Afin de passer le temps, Dillon et moi nous prîmes deux indigènes en qualité de guides, et nous partîmes pour la chasse ; mais bien qu’on trouvât des pistes d’antilopes et de cochons[1], les bêtes elles mêmes furent invisibles. Au bout d’une heure de recherché, nos guides entendant l’oiseau du miel[2], lui répondirent et firent un vacarme qui détruisit pour nous toute chance de succès.

Dans les fonds, le sol, gras et noir, avait été changé par les pluies en une boue tenace et glissante ; mais les éminences, étant sableuses, restaient comparativement sèches pendant les plus grandes averses.

Les Arabes qui avaient fait halte à Konngassa nous rejoignirent ; ils dressèrent leur camp près du nôtre et nous partîmes ensemble. La vallée était flanquée sur les deux rives d’une chaîne ininterrompue. Les bambous, les graminées à tige épaisse encombraient tellement le sentier, que l’on n’avançait qu’à grand’peine, et la hauteur de l’herbage nous dérobait la vue des collines, qui, dans les rares éclaircies où elle apparaissait, était ravissante. Ainsi, à la fatigue de s’ouvrir un chemin dans ce fourré, s’ajoutait la tantalisation de se savoir entouré d’une scénerie charmante et de ne pas pouvoir en jouir.

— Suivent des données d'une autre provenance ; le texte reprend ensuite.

//! End-to-end sessions driven through the effectful shell.

use chainle::core::{Chain, Command, Outcome, Rejection, Status};
use chainle::effects::{
    GameEnv, JsonFileChainSource, Rollover, Session, SessionLoad, StaticChainSource,
};
use chainle::persistence::{FileStore, MemoryStore, SnapshotFormat, SnapshotStore};
use chainle::{GameConfig, MAX_GUESSES};
use chrono::NaiveDate;
use std::sync::Arc;
use std::time::Duration;

fn day(d: u32) -> NaiveDate {
    NaiveDate::from_ymd_opt(2025, 6, d).unwrap()
}

fn source() -> StaticChainSource {
    StaticChainSource::new()
        .with_chain(day(1), Chain::new(["BOARD", "BOAT", "GOAT", "COATS"]).unwrap())
        .with_chain(day(2), Chain::new(["sun", "flower", "pot", "luck"]).unwrap())
}

fn config() -> GameConfig {
    GameConfig::default().with_reveal_delay(Duration::from_millis(1))
}

fn game_env(store: Arc<dyn SnapshotStore>, config: GameConfig) -> GameEnv {
    GameEnv::new(Arc::new(source()), store, config).unwrap()
}

async fn open(env: &GameEnv, date: NaiveDate) -> Session {
    match Session::open(env, date).await {
        SessionLoad::Ready(session) => session,
        SessionLoad::Unavailable { date } => panic!("no chain for {date}"),
    }
}

fn set(index: usize, text: &str) -> Command {
    Command::SetLetters {
        index,
        text: text.to_string(),
    }
}

#[tokio::test]
async fn win_after_revealing_hints() {
    let env = game_env(Arc::new(MemoryStore::new()), config());
    let mut session = open(&env, day(1)).await;

    // Three hints show all of "boat"; the last word is typed.
    for _ in 0..3 {
        session.dispatch(&env, Command::ConfirmGuess).await;
        session.dispatch(&env, Command::SelectHint { index: 1 }).await;
    }
    assert_eq!(session.view().current_chain[1], "boat");
    assert!(!session.view().solved_by_index[1]);

    session.dispatch(&env, set(2, "goat")).await;
    session.dispatch(&env, Command::ConfirmGuess).await;

    let view = session.view();
    assert_eq!(session.game().status(), Status::Winner);
    assert_eq!(view.current_chain, ["board", "boat", "goat", "coats"]);
    assert_eq!(view.solved_by_index, [true, true, true, true]);
    assert_eq!(view.guesses_remaining, 1);
}

#[tokio::test]
async fn win_by_typing_the_chain() {
    let env = game_env(Arc::new(MemoryStore::new()), config());
    let mut session = open(&env, day(1)).await;

    session.dispatch(&env, set(1, "boat")).await;
    session.dispatch(&env, set(2, "Goat")).await;
    session.dispatch(&env, Command::ConfirmGuess).await;

    assert_eq!(session.game().status(), Status::Winner);
    assert_eq!(
        session.game().user_guesses(),
        [vec!["board", "boat", "goat", "coats"]]
    );
}

#[tokio::test]
async fn five_misses_lose() {
    let env = game_env(Arc::new(MemoryStore::new()), config());
    let mut session = open(&env, day(1)).await;

    for round in 0..MAX_GUESSES {
        assert_eq!(session.game().status(), Status::Guessing);
        session.dispatch(&env, set(2, "gxxx")).await;
        session.dispatch(&env, Command::ConfirmGuess).await;
        if round + 1 < MAX_GUESSES {
            let index = 1 + round % 2;
            session.dispatch(&env, Command::SelectHint { index }).await;
        }
    }

    let view = session.view();
    assert_eq!(session.game().status(), Status::Loser);
    assert_eq!(view.guesses_remaining, 0);
    assert_eq!(view.displayed_word(2), Some("goat"));
}

#[tokio::test]
async fn short_edit_is_rejected() {
    let env = game_env(Arc::new(MemoryStore::new()), config());
    let mut session = open(&env, day(1)).await;

    session.dispatch(&env, Command::ConfirmGuess).await;
    session.dispatch(&env, Command::SelectHint { index: 1 }).await;
    session.dispatch(&env, set(1, "bol")).await;
    assert_eq!(session.view().current_chain[1], "bo");

    let outcome = session.dispatch(&env, set(1, "b")).await;

    assert!(matches!(
        outcome,
        Outcome::Rejected(Rejection::ShorterThanRevealed { index: 1, .. })
    ));
    assert_eq!(session.game().current_suffixes()[1], "l");
}

#[tokio::test]
async fn hints_accumulate_on_one_word() {
    let env = game_env(Arc::new(MemoryStore::new()), config());
    let mut session = open(&env, day(1)).await;

    for _ in 0..2 {
        session.dispatch(&env, Command::ConfirmGuess).await;
        session.dispatch(&env, Command::SelectHint { index: 2 }).await;
    }

    let view = session.view();
    assert_eq!(view.hints_by_index[2], 2);
    assert_eq!(view.current_chain[2], "goa");
}

#[tokio::test]
async fn progress_survives_restart_with_file_store() {
    let dir = std::env::temp_dir().join(format!("chainle-flow-{}", uuid::Uuid::new_v4()));

    for format in [SnapshotFormat::Json, SnapshotFormat::Binary] {
        let config = config().with_format(format);
        let env = game_env(Arc::new(FileStore::new(&dir)), config.clone());
        let mut session = open(&env, day(2)).await;
        session.dispatch(&env, set(1, "flower")).await;
        session.dispatch(&env, Command::ConfirmGuess).await;
        let before = session.view();
        drop(session);

        let env = game_env(Arc::new(FileStore::new(&dir)), config);
        let session = open(&env, day(2)).await;
        assert_eq!(session.view(), before);
        assert_eq!(session.game().status(), Status::Selecting);
        assert!(session.view().solved_by_index[1]);

        env.persistence.clear(day(2)).unwrap();
    }

    std::fs::remove_dir_all(&dir).ok();
}

#[tokio::test]
async fn corrupt_snapshot_starts_fresh() {
    let store = Arc::new(MemoryStore::new());
    store.write("chain-2025-06-01", b"\x00garbage").unwrap();
    let env = game_env(store, config());

    let session = open(&env, day(1)).await;
    assert_eq!(session.game().status(), Status::Guessing);
    assert!(session.game().user_guesses().is_empty());
}

#[tokio::test]
async fn rollover_moves_to_next_day() {
    let env = game_env(Arc::new(MemoryStore::new()), config());
    let mut session = open(&env, day(1)).await;
    session.dispatch(&env, set(1, "boat")).await;
    session.dispatch(&env, Command::ConfirmGuess).await;

    assert_eq!(
        session.rollover(&env, day(2)).await,
        Rollover::Started
    );
    assert_eq!(session.view().current_chain, ["sun", "f", "p", "luck"]);
    assert!(session.revealed().is_empty());
}

#[tokio::test]
async fn unreadable_chain_table_is_unavailable() {
    let dir = std::env::temp_dir().join(format!("chainle-table-{}", uuid::Uuid::new_v4()));
    std::fs::create_dir_all(&dir).unwrap();
    let malformed = dir.join("malformed.json");
    std::fs::write(&malformed, b"{ not a table").unwrap();

    for path in [dir.join("missing.json"), malformed] {
        let env = GameEnv::new(
            Arc::new(JsonFileChainSource::new(path)),
            Arc::new(MemoryStore::new()),
            config(),
        )
        .unwrap();

        let load = Session::open(&env, day(1)).await;
        assert!(matches!(load, SessionLoad::Unavailable { date } if date == day(1)));
    }

    std::fs::remove_dir_all(&dir).ok();
}

#[tokio::test]
async fn rollover_keeps_the_day_when_the_table_breaks() {
    let dir = std::env::temp_dir().join(format!("chainle-table-{}", uuid::Uuid::new_v4()));
    std::fs::create_dir_all(&dir).unwrap();
    let table = dir.join("chains.json");
    std::fs::write(
        &table,
        br#"[{"date": "2025-06-01", "chain": ["board", "boat", "goat", "coats"]}]"#,
    )
    .unwrap();
    let env = GameEnv::new(
        Arc::new(JsonFileChainSource::new(&table)),
        Arc::new(MemoryStore::new()),
        config(),
    )
    .unwrap();
    let mut session = open(&env, day(1)).await;
    session.dispatch(&env, Command::ConfirmGuess).await;

    std::fs::remove_file(&table).unwrap();

    assert_eq!(session.rollover(&env, day(2)).await, Rollover::Unavailable);
    assert_eq!(session.date(), day(1));
    assert_eq!(session.game().user_guesses().len(), 1);

    std::fs::remove_dir_all(&dir).ok();
}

Ce jour-là, 30 avril, la couchée eut lieu à côté de Kiroka. Ayant pris de l’avance sur nous, les Arabes s’étaient approprié ce

  1. Tracks of pigs. Probablement les traces d’un cochon à verrue : phacochère ou sanglier à masque. (Note du traducteur.)
  2. Coucou indicateur, l’oiseau qui fait trouver les ruches. (Note du traducteur.)